Competition and regulatory law experts Andrew Hockley and James Marshall examine how the Prime Minister’s annual competition review of retail energy will impact energy suppliers.

Energising competition in the sector

On 23 October 2013, the Prime Minister announced an “annual audit of competition” for retail energy supply. The announcement comes at a time of rapid reform and frenzied political interest in energy markets. The review will further add to the regulatory burden on energy companies and is characteristic of a general climate of interventionism in the sector. Should it identify competition concerns, it is likely to lead to more intensive antitrust or regulatory intervention.

Annual competition review

The annual review of competition will be conducted by the energy regulator, Ofgem, in conjunction with the Office of Fair Trading (“OFT”) and the new UK competition authority, the Competition and Markets Authority (“CMA”), which takes over from the OFT in April 2014 (see below for an outline of the UK competition reforms).

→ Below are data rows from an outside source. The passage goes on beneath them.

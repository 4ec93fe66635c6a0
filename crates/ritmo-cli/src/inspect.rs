//! Read-only commands: init, tasks, history, check.

use std::path::PathBuf;

use chrono::Utc;

use ritmo_config::RitmoConfig;
use ritmo_ledger::{RunStore, SqliteRunStore};
use ritmo_types::ServiceKind;

/// `ritmo init`: write the starter config file.
pub fn write_initial_config(path_override: &Option<PathBuf>, force: bool) -> anyhow::Result<()> {
    let path = match path_override {
        Some(path) => path.clone(),
        None => ritmo_config::config_file_path()?,
    };
    if path.exists() && !force {
        anyhow::bail!("{} already exists (use --force to overwrite)", path.display());
    }
    if let Some(parent) = path.parent() {
        std::fs::create_dir_all(parent)?;
    }
    ritmo_config::save_config_to(&path, &RitmoConfig::example())?;
    println!("Wrote {}", path.display());
    println!("Tasks are disabled by default; set enabled: true and a real command to activate them.");
    Ok(())
}

/// `ritmo tasks`: list configured tasks with their next run times.
pub fn list_tasks(config_path: &Option<PathBuf>) -> anyhow::Result<()> {
    let config = crate::load_config(config_path)?;
    if config.tasks.is_empty() {
        println!("No tasks configured (run `ritmo init` for a starter config)");
        return Ok(());
    }

    let now = Utc::now();
    let mut ids: Vec<_> = config.tasks.keys().collect();
    ids.sort();

    for id in ids {
        let spec = &config.tasks[id];
        let state = if spec.enabled { "enabled" } else { "disabled" };
        println!(
            "{id:<22} {state:<9} {:<26} next {}",
            spec.rule.to_string(),
            spec.rule.next_run(now).format("%Y-%m-%d %H:%M UTC"),
        );
    }
    Ok(())
}

/// `ritmo history`: newest-first run records from the ledger.
pub async fn show_history(task: Option<String>, limit: usize) -> anyhow::Result<()> {
    let db_path = ritmo_config::ledger_db_path()?;
    if !db_path.exists() {
        println!("No run history yet ({} not found)", db_path.display());
        return Ok(());
    }

    let store = SqliteRunStore::open(&db_path)?;
    let records = store.recent(task.as_deref(), limit).await?;
    if records.is_empty() {
        println!("No matching run records");
        return Ok(());
    }

    for record in records {
        let outcome = record
            .outcome
            .map(|o| o.as_str())
            .unwrap_or("running");
        println!(
            "#{:<6} {}  {:<22} {:<8} {}",
            record.id,
            record.started_at.format("%Y-%m-%d %H:%M:%S"),
            record.task_id,
            outcome,
            record.message,
        );
    }
    Ok(())
}

/// `ritmo check`: config and credential diagnostics.
pub fn check(config_path: &Option<PathBuf>) -> anyhow::Result<()> {
    let config = crate::load_config(config_path)?;

    let enabled_tasks = config.tasks.values().filter(|t| t.enabled).count();
    println!("Config OK");
    println!("  tasks: {} ({enabled_tasks} enabled)", config.tasks.len());

    let services = &config.services;
    let rows = [
        (ServiceKind::Cleanup, services.cleanup.enabled),
        (ServiceKind::CalendarSync, services.calendar_sync.enabled),
        (ServiceKind::Enrichment, services.enrichment.enabled),
    ];
    for (kind, enabled) in rows {
        let state = if enabled { "enabled" } else { "disabled" };
        let credentials = if ritmo_config::has_credentials(kind) {
            "credentials ok"
        } else {
            "credentials missing"
        };
        println!("  service {kind}: {state}, {credentials}");
    }

    let mut recommendations = Vec::new();
    if !services.cleanup.enabled {
        recommendations.push(
            "cleanup is disabled; expired data will accumulate until it is enabled".to_string(),
        );
    }
    if services.calendar_sync.enabled && !ritmo_config::has_credentials(ServiceKind::CalendarSync) {
        recommendations.push(format!(
            "calendar_sync is enabled but {} is not set; it will fail to start",
            ritmo_config::CALENDAR_API_KEY_VAR
        ));
    }
    if services.enrichment.enabled && !ritmo_config::has_credentials(ServiceKind::Enrichment) {
        recommendations.push(format!(
            "enrichment is enabled but {} is not set; it will fail to start",
            ritmo_config::AI_API_KEY_VAR
        ));
    }

    if !recommendations.is_empty() {
        println!("Recommendations:");
        for recommendation in recommendations {
            println!("  - {recommendation}");
        }
    }
    Ok(())
}
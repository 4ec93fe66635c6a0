//! ritmo-config: configuration loading for the ritmo daemon.
//!
//! Configuration lives in `~/.ritmo/config.json5`; a missing file falls
//! back to defaults. Credentials are never part of the config file — they
//! are probed from environment variables (a `.env` file is honored).

use std::collections::HashMap;
use std::path::{Path, PathBuf};

use serde::{Deserialize, Serialize};
use thiserror::Error;

use ritmo_types::{RuleError, ScheduleRule, ServiceKind, TaskSpec};

#[derive(Debug, Error)]
pub enum ConfigError {
    #[error("IO error: {0}")]
    Io(#[from] std::io::Error),
    #[error("JSON5 parse error: {0}")]
    Json5(#[from] json5::Error),
    #[error("Config directory not found")]
    NoDirFound,
    #[error("task {task}: {source}")]
    InvalidRule {
        task: String,
        #[source]
        source: RuleError,
    },
    #[error("{entry} is enabled but has no command configured")]
    MissingCommand { entry: String },
}

// ──────────────────── Scheduler ────────────────────

/// Scheduler loop timing.
#[derive(Debug, Clone, Serialize, Deserialize)]
pub struct SchedulerConfig {
    /// Seconds between evaluation ticks.
    #[serde(default = "default_tick_secs")]
    pub tick_secs: u64,
    /// Settle delay before the first evaluation after start.
    #[serde(default = "default_settle_secs")]
    pub settle_secs: u64,
    /// Seconds a task stays Completed/Failed before resetting to Idle.
    #[serde(default = "default_cooldown_secs")]
    pub cooldown_secs: u64,
}

fn default_tick_secs() -> u64 {
    60
}

fn default_settle_secs() -> u64 {
    5
}

fn default_cooldown_secs() -> u64 {
    10
}

impl Default for SchedulerConfig {
    fn default() -> Self {
        Self {
            tick_secs: default_tick_secs(),
            settle_secs: default_settle_secs(),
            cooldown_secs: default_cooldown_secs(),
        }
    }
}

// ──────────────────── Services ────────────────────

fn default_true() -> bool {
    true
}

/// Expired-data cleanup service. Needs no external credentials.
#[derive(Debug, Clone, Serialize, Deserialize)]
pub struct CleanupConfig {
    #[serde(default)]
    pub enabled: bool,
    #[serde(default = "default_cleanup_interval")]
    pub interval_hours: u64,
    /// Archive expired records instead of deleting them.
    #[serde(default = "default_true")]
    pub archive_expired_events: bool,
    /// Argv for the subprocess handler backing the cleanup pass.
    #[serde(default)]
    pub command: Vec<String>,
}

fn default_cleanup_interval() -> u64 {
    24
}

impl Default for CleanupConfig {
    fn default() -> Self {
        Self {
            enabled: false,
            interval_hours: default_cleanup_interval(),
            archive_expired_events: true,
            command: Vec::new(),
        }
    }
}

/// External calendar sync service. Credential-gated.
#[derive(Debug, Clone, Serialize, Deserialize)]
pub struct CalendarSyncConfig {
    #[serde(default)]
    pub enabled: bool,
    #[serde(default = "default_sync_interval")]
    pub interval_hours: u64,
    /// Create local records for events found upstream.
    #[serde(default)]
    pub auto_create_events: bool,
    /// Argv for the subprocess handler backing the sync pass.
    #[serde(default)]
    pub command: Vec<String>,
}

fn default_sync_interval() -> u64 {
    6
}

impl Default for CalendarSyncConfig {
    fn default() -> Self {
        Self {
            enabled: false,
            interval_hours: default_sync_interval(),
            auto_create_events: false,
            command: Vec::new(),
        }
    }
}

/// AI enrichment service. Credential-gated.
#[derive(Debug, Clone, Serialize, Deserialize)]
pub struct EnrichmentConfig {
    #[serde(default)]
    pub enabled: bool,
    #[serde(default = "default_enrichment_interval")]
    pub interval_hours: u64,
    /// Let the enrichment pass assign categories.
    #[serde(default = "default_true")]
    pub auto_categorize: bool,
    /// Let the enrichment pass extract structured metadata.
    #[serde(default = "default_true")]
    pub auto_extract_metadata: bool,
    /// Argv for the subprocess handler backing the enrichment pass.
    #[serde(default)]
    pub command: Vec<String>,
}

fn default_enrichment_interval() -> u64 {
    12
}

impl Default for EnrichmentConfig {
    fn default() -> Self {
        Self {
            enabled: false,
            interval_hours: default_enrichment_interval(),
            auto_categorize: true,
            auto_extract_metadata: true,
            command: Vec::new(),
        }
    }
}

/// Per-service configuration sections.
#[derive(Debug, Clone, Default, Serialize, Deserialize)]
pub struct ServicesConfig {
    #[serde(default)]
    pub cleanup: CleanupConfig,
    #[serde(default)]
    pub calendar_sync: CalendarSyncConfig,
    #[serde(default)]
    pub enrichment: EnrichmentConfig,
}

// ──────────────────── Top Level ────────────────────

/// Top-level ritmo configuration.
#[derive(Debug, Clone, Default, Serialize, Deserialize)]
pub struct RitmoConfig {
    /// Scheduler loop timing.
    #[serde(default)]
    pub scheduler: SchedulerConfig,
    /// Scheduled tasks, keyed by task id.
    #[serde(default)]
    pub tasks: HashMap<String, TaskSpec>,
    /// Background services.
    #[serde(default)]
    pub services: ServicesConfig,
}

impl RitmoConfig {
    /// Check rules and that every enabled entry carries a command.
    pub fn validate(&self) -> Result<(), ConfigError> {
        for (id, spec) in &self.tasks {
            spec.rule.validate().map_err(|source| ConfigError::InvalidRule {
                task: id.clone(),
                source,
            })?;
            if spec.enabled && spec.command.is_empty() {
                return Err(ConfigError::MissingCommand {
                    entry: format!("task {id}"),
                });
            }
        }
        let services = &self.services;
        for (name, enabled, command) in [
            ("cleanup", services.cleanup.enabled, &services.cleanup.command),
            (
                "calendar_sync",
                services.calendar_sync.enabled,
                &services.calendar_sync.command,
            ),
            (
                "enrichment",
                services.enrichment.enabled,
                &services.enrichment.command,
            ),
        ] {
            if enabled && command.is_empty() {
                return Err(ConfigError::MissingCommand {
                    entry: format!("service {name}"),
                });
            }
        }
        Ok(())
    }

    /// Starter configuration written by `ritmo init`: the recurring task
    /// table shipped as disabled examples with placeholder commands.
    pub fn example() -> Self {
        use chrono::Weekday;

        let mut tasks = HashMap::new();
        let mut example = |id: &str, name: &str, rule: ScheduleRule, command: &str| {
            tasks.insert(
                id.to_string(),
                TaskSpec {
                    name: name.to_string(),
                    rule,
                    enabled: false,
                    command: vec![command.to_string()],
                    settings: HashMap::new(),
                },
            );
        };

        example(
            "metrics-analysis",
            "Metrics analysis",
            ScheduleRule::DailyAt { hour: 8, minute: 0 },
            "/usr/local/bin/analyze-metrics",
        );
        example(
            "financial-report",
            "Financial report",
            ScheduleRule::WeeklyAt {
                weekday: Weekday::Mon,
                hour: 8,
                minute: 0,
            },
            "/usr/local/bin/financial-report",
        );
        example(
            "content-suggestions",
            "Content suggestions",
            ScheduleRule::DailyAt { hour: 10, minute: 0 },
            "/usr/local/bin/suggest-content",
        );
        example(
            "seo-review",
            "SEO review",
            ScheduleRule::WeeklyAt {
                weekday: Weekday::Wed,
                hour: 8,
                minute: 0,
            },
            "/usr/local/bin/seo-review",
        );
        example(
            "anomaly-watch",
            "Anomaly watch",
            ScheduleRule::Hourly,
            "/usr/local/bin/detect-anomalies",
        );
        example(
            "data-backup",
            "Data backup",
            ScheduleRule::DailyAt { hour: 3, minute: 0 },
            "/usr/local/bin/backup-data",
        );
        example(
            "cache-cleanup",
            "Cache cleanup",
            ScheduleRule::WeeklyAt {
                weekday: Weekday::Sun,
                hour: 8,
                minute: 0,
            },
            "/usr/local/bin/clean-cache",
        );

        Self {
            scheduler: SchedulerConfig::default(),
            tasks,
            services: ServicesConfig::default(),
        }
    }
}

// ──────────────────── Paths & Loading ────────────────────

/// Resolve the ritmo config directory (~/.ritmo/).
pub fn config_dir() -> Result<PathBuf, ConfigError> {
    dirs::home_dir()
        .map(|h| h.join(".ritmo"))
        .ok_or(ConfigError::NoDirFound)
}

/// Resolve the config file path (~/.ritmo/config.json5).
pub fn config_file_path() -> Result<PathBuf, ConfigError> {
    Ok(config_dir()?.join("config.json5"))
}

/// Resolve the run ledger database path (~/.ritmo/ritmo.db).
pub fn ledger_db_path() -> Result<PathBuf, ConfigError> {
    Ok(config_dir()?.join("ritmo.db"))
}

/// Load configuration from the default path, falling back to defaults.
pub fn load_config() -> Result<RitmoConfig, ConfigError> {
    // Load .env if present
    let _ = dotenvy::dotenv();

    let path = config_file_path()?;
    load_config_from(&path)
}

/// Load and validate configuration from a specific path, falling back to
/// defaults if the file does not exist.
pub fn load_config_from(path: &Path) -> Result<RitmoConfig, ConfigError> {
    if !path.exists() {
        tracing::debug!("Config file not found at {}, using defaults", path.display());
        return Ok(RitmoConfig::default());
    }

    let content = std::fs::read_to_string(path)?;
    let config: RitmoConfig = json5::from_str(&content)?;
    config.validate()?;
    Ok(config)
}

/// Ensure the config directory exists.
pub fn ensure_config_dir() -> Result<PathBuf, ConfigError> {
    let dir = config_dir()?;
    if !dir.exists() {
        std::fs::create_dir_all(&dir)?;
    }
    Ok(dir)
}

/// Save configuration to a specific path.
pub fn save_config_to(path: &Path, config: &RitmoConfig) -> Result<(), ConfigError> {
    let content = serde_json::to_string_pretty(config)
        .map_err(|e| ConfigError::Io(std::io::Error::other(e)))?;
    std::fs::write(path, content)?;
    Ok(())
}

// ──────────────────── Credentials ────────────────────

/// Environment variable holding the calendar sync API key.
pub const CALENDAR_API_KEY_VAR: &str = "RITMO_CALENDAR_API_KEY";
/// Environment variable holding the enrichment API key.
pub const AI_API_KEY_VAR: &str = "RITMO_AI_API_KEY";

/// Check whether the credentials a service needs are configured.
///
/// Probes environment configuration only; absence returns false, never an
/// error. Cleanup requires no external credentials.
pub fn has_credentials(kind: ServiceKind) -> bool {
    match kind {
        ServiceKind::Cleanup => true,
        ServiceKind::CalendarSync => env_non_empty(CALENDAR_API_KEY_VAR),
        ServiceKind::Enrichment => env_non_empty(AI_API_KEY_VAR),
    }
}

fn env_non_empty(var: &str) -> bool {
    std::env::var(var).map(|v| !v.trim().is_empty()).unwrap_or(false)
}
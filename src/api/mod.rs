//! Local control API of a headless participant.

pub mod routes;
pub mod server;
pub mod websocket;
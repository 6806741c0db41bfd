use axum::{
    extract::{State, ws::{Message, WebSocket, WebSocketUpgrade}},
    response::IntoResponse,
};
use serde::Serialize;
use tokio::sync::broadcast;
use tracing::{debug, warn};

use crate::events::SessionEvent;
use crate::session::{SessionHandle, SessionState};

/// First frame on every event stream, so clients don't have to poll `/api/v1/session`.
#[derive(Serialize)]
#[serde(tag = "type", content = "data")]
enum Greeting<'a> {
    Snapshot(&'a SessionState),
}

pub async fn ws_handler(
    ws: WebSocketUpgrade,
    State(session): State<SessionHandle>,
) -> impl IntoResponse {
    ws.on_upgrade(move |socket| handle_socket(socket, session))
}

async fn send_json<T: Serialize>(socket: &mut WebSocket, value: &T) -> bool {
    match serde_json::to_string(value) {
        Ok(json) => socket.send(Message::Text(json)).await.is_ok(),
        Err(e) => {
            warn!("Failed to serialize event: {}", e);
            true
        }
    }
}

async fn handle_socket(mut socket: WebSocket, session: SessionHandle) {
    debug!("Event stream client connected");
    let mut event_rx = session.subscribe();

    let snapshot = session.state();
    if !send_json(&mut socket, &Greeting::Snapshot(&snapshot)).await {
        return;
    }

    loop {
        tokio::select! {
            result = event_rx.recv() => {
                match result {
                    Ok(event) => {
                        let last = matches!(event, SessionEvent::Left);
                        if !send_json(&mut socket, &event).await || last {
                            break;
                        }
                    }
                    Err(broadcast::error::RecvError::Lagged(n)) => {
                        warn!("Event stream client lagged, skipped {} events", n);
                    }
                    Err(broadcast::error::RecvError::Closed) => break,
                }
            }
            msg = socket.recv() => {
                match msg {
                    Some(Ok(Message::Close(_))) | None => break,
                    Some(Ok(_)) => {}
                    Some(Err(_)) => break,
                }
            }
        }
    }

    let _ = socket.send(Message::Close(None)).await;
    debug!("Event stream client disconnected");
}
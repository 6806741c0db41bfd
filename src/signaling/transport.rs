use serde::Serialize;
use tokio::sync::{broadcast, watch};

use crate::error::Result;
use super::protocol::SignalMessage;

/// Lifecycle of a signal transport.
///
/// ```text
/// idle -> connecting -> connected -> backoff -> connecting -> ...
///                 \______________________/
/// any  -> closed (explicit close only)
/// ```
#[derive(Debug, Clone, Copy, PartialEq, Eq, Serialize)]
#[serde(rename_all = "lowercase")]
pub enum TransportState {
    Idle,
    Connecting,
    Connected,
    Backoff,
    Closed,
}

/// Inputs driving [`TransportState`].
#[derive(Debug, Clone, Copy, PartialEq, Eq)]
pub enum LinkEvent {
    /// A connection attempt starts.
    Dial,
    /// The socket opened.
    Opened,
    /// The attempt failed or an open socket dropped.
    Lost,
    /// The fixed retry delay elapsed.
    RetryDue,
    /// `close()` was called.
    Shutdown,
}

impl TransportState {
    pub fn on(self, event: LinkEvent) -> TransportState {
        use LinkEvent::*;
        use TransportState::*;

        match (self, event) {
            (Closed, _) => Closed,
            (_, Shutdown) => Closed,
            (Idle, Dial) | (Backoff, RetryDue) | (Backoff, Dial) => Connecting,
            (Connecting, Opened) => Connected,
            (Connecting, Lost) | (Connected, Lost) => Backoff,
            (state, _) => state,
        }
    }
}

/// Duplex channel between a client and the relay.
///
/// Implementations stamp every outbound message with their room id. `send` never queues:
/// while not connected the message is dropped and `Error::NotConnected` is returned.
pub trait SignalTransport: Send + Sync {
    /// Start connecting. Returns immediately; progress is reported through [`Self::state`].
    fn connect(&self) -> Result<()>;

    /// Fire-and-forget send.
    fn send(&self, message: SignalMessage) -> Result<()>;

    /// Stream of inbound messages.
    fn subscribe(&self) -> broadcast::Receiver<SignalMessage>;

    /// Current and future lifecycle states.
    fn state(&self) -> watch::Receiver<TransportState>;

    /// Stop for good. Idempotent.
    fn close(&self);

    fn room_id(&self) -> &str;
}
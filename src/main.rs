use std::net::IpAddr;

use anyhow::Context;
use clap::{Parser, Subcommand};

use meshtalk_lib::config::{
    ClientConfig, PeerConfig, RelayConfig, SessionConfig, TransportConfig,
    DEFAULT_RECONNECT_DELAY_MS, DEFAULT_STUN_SERVER,
};
use meshtalk_lib::models::{Accessory, AvatarConfig, AvatarStyle, Identity};

#[derive(Parser)]
#[command(name = "meshtalk", about = "Mesh video rooms: signaling relay and headless participant")]
struct Cli {
    #[command(subcommand)]
    command: Command,
}

#[derive(Subcommand)]
enum Command {
    /// Run the signaling relay
    Relay {
        #[arg(long, default_value = "0.0.0.0")]
        host: IpAddr,

        #[arg(long, env = "PORT", default_value = "3001")]
        port: u16,
    },
    /// Join a room as a headless participant
    Join {
        /// Relay address, e.g. ws://localhost:3001
        #[arg(long)]
        url: String,

        #[arg(long)]
        room: String,

        #[arg(long, default_value = "Headless")]
        name: String,

        /// Participant id (random when omitted)
        #[arg(long)]
        id: Option<String>,

        #[arg(long, value_enum, default_value_t = AvatarStyle::Cat)]
        style: AvatarStyle,

        #[arg(long, default_value = "#f59e0b")]
        color: String,

        #[arg(long, value_enum, default_value_t = Accessory::None)]
        accessory: Accessory,

        /// STUN/TURN server url, repeatable
        #[arg(long = "stun", default_value = DEFAULT_STUN_SERVER)]
        stun: Vec<String>,

        #[arg(long, default_value_t = DEFAULT_RECONNECT_DELAY_MS)]
        reconnect_delay_ms: u64,

        /// Expose the local control API on this port
        #[arg(long)]
        api_port: Option<u16>,
    },
}

fn main() -> anyhow::Result<()> {
    let cli = Cli::parse();
    let rt = tokio::runtime::Runtime::new().context("Failed to create Tokio runtime")?;

    match cli.command {
        Command::Relay { host, port } => {
            rt.block_on(meshtalk_lib::run_relay(RelayConfig { host, port }))?;
        }
        Command::Join {
            url,
            room,
            name,
            id,
            style,
            color,
            accessory,
            stun,
            reconnect_delay_ms,
            api_port,
        } => {
            let identity = Identity {
                id: id.unwrap_or_else(|| uuid::Uuid::new_v4().to_string()),
                display_name: name,
                avatar_config: AvatarConfig { style, color, accessory },
            };
            let config = ClientConfig {
                transport: TransportConfig {
                    url,
                    room_id: room.clone(),
                    reconnect_delay_ms,
                },
                peer: PeerConfig { ice_servers: stun },
                session: SessionConfig::new(room, identity),
                api_port,
            };
            rt.block_on(meshtalk_lib::run_headless(config))?;
        }
    }

    Ok(())
}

No further details have been published on the form of the review, what issues it will examine or how competition will be assessed. However, the Secretary of State for Energy and Climate Change will outline the proposals in the annual energy statement in the last week of October. The first review is expected to commence within weeks. From a legal perspective, it is not clear that the review will add anything to existing obligations on energy companies to compete fairly, or to Ofgem’s regulatory powers to promote competition within the sector.

Despite the increased scrutiny, the likely central role of the OFT and CMA alongside Ofgem is encouraging. It suggests that the review will focus primarily on competition issues, rather than political or public policy questions. Ofgem, the OFT and CMA will gather information to determine whether there are any features of the market which prevent, restrict or distort competition for the supply of retail energy. Reviews of this type frequently result in more detailed investigations by the CMA or Ofgem, and/or other forms of regulatory intervention (see below).

While the review will focus on the retail sector, it seems likely to increase the regulatory burden on all energy sector operators. The regulators will also need to assess upstream production and transmission in order to understand properly how competition works in the downstream retail market. Consequently, all energy companies – from wholesale gas suppliers, to transmission and distribution operators, to generators, traders and suppliers – may be expected to participate in the review.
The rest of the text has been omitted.